PROBLEM STATEMENT :: Your answer should consist of the lines in the following data that contain "ClientConfig".

(Beginning of DATA IN THIS EXERCISE)

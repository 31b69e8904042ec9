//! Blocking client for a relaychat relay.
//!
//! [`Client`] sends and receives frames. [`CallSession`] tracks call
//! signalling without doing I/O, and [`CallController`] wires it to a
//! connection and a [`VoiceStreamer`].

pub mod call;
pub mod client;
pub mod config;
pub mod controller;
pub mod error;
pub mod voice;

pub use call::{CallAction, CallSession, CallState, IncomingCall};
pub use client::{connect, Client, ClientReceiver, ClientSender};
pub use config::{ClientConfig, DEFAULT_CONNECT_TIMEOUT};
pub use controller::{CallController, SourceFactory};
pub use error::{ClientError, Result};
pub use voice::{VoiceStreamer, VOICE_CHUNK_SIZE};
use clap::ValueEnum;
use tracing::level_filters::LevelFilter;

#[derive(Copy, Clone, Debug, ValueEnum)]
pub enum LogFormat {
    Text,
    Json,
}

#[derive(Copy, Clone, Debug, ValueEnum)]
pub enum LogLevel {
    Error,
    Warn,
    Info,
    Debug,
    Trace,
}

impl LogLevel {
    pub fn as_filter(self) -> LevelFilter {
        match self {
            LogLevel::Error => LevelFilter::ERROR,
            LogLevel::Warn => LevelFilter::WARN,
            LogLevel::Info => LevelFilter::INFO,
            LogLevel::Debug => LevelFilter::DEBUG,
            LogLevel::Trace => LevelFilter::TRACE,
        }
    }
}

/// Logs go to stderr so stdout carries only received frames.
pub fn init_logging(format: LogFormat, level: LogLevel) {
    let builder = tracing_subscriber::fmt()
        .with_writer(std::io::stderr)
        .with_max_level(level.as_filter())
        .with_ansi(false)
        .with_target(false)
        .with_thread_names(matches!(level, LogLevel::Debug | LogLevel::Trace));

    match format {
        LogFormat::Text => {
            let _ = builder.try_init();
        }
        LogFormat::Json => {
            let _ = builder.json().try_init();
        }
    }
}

(End of DATA IN THIS EXERCISE)
(Beginning of DATA IN THIS EXERCISE)

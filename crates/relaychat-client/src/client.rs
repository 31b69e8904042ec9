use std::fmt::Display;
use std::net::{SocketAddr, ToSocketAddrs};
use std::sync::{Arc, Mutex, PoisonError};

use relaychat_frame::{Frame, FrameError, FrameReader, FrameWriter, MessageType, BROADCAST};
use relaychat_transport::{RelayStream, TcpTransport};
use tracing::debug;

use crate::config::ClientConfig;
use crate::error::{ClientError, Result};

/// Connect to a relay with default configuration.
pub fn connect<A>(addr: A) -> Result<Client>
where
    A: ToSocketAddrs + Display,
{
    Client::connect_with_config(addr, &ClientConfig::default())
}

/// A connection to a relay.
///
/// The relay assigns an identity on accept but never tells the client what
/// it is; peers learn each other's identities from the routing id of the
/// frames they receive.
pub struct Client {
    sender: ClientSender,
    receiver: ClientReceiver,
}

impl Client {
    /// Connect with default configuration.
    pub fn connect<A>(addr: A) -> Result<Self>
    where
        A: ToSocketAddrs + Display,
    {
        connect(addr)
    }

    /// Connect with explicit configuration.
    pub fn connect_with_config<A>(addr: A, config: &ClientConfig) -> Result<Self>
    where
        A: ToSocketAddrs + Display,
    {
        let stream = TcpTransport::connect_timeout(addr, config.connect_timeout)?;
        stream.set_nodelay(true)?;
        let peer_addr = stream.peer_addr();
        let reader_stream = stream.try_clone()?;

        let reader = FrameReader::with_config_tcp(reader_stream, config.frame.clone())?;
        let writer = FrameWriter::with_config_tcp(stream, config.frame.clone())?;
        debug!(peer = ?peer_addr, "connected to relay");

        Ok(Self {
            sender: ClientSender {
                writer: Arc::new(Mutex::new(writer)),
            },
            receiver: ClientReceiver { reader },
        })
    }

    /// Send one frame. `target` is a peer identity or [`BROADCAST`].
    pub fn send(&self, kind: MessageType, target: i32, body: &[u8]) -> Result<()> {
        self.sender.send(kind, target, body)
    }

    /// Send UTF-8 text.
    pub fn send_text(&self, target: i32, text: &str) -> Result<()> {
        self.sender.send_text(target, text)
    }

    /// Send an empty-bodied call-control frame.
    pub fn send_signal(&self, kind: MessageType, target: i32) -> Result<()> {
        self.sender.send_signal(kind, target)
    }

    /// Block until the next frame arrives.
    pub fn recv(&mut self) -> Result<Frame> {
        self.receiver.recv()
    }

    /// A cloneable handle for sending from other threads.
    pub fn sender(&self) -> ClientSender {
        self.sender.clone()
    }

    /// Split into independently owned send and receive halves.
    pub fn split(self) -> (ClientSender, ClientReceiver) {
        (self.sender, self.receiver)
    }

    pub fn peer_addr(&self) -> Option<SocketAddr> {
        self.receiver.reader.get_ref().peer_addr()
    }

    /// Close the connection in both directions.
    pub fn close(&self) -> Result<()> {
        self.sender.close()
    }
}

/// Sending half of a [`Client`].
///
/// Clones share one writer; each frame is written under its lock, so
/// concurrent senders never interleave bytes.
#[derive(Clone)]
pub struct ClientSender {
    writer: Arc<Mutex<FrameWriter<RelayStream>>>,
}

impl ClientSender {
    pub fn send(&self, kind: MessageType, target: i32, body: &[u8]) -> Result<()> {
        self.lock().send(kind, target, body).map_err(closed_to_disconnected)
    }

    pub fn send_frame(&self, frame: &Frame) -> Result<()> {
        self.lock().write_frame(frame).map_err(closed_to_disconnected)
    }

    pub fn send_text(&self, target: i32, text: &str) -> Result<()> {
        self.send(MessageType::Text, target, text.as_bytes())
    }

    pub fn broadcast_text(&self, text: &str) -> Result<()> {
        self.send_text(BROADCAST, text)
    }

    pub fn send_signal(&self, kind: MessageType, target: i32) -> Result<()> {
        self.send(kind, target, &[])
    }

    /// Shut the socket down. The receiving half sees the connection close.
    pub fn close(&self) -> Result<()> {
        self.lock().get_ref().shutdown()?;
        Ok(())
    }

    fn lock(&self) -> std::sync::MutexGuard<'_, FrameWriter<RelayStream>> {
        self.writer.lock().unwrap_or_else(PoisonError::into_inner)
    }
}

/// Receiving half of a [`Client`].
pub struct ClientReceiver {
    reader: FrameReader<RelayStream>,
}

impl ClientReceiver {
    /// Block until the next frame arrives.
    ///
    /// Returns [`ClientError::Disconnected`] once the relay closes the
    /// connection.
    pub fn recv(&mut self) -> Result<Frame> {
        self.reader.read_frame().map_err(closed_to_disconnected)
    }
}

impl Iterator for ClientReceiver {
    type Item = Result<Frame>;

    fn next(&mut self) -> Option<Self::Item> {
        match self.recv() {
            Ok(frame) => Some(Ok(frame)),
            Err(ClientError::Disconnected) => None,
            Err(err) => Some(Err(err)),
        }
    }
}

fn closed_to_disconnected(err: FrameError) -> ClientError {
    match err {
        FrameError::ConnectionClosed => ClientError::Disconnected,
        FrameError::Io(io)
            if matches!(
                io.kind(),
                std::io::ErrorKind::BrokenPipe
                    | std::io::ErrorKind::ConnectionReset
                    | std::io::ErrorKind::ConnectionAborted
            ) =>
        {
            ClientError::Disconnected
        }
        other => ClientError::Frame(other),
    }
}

(End of DATA IN THIS EXERCISE)

WRITTEN RESPONSE ::
pub use config::{ClientConfig, DEFAULT_CONNECT_TIMEOUT};
use crate::config::ClientConfig;
    Client::connect_with_config(addr, &ClientConfig::default())
    pub fn connect_with_config<A>(addr: A, config: &ClientConfig) -> Result<Self>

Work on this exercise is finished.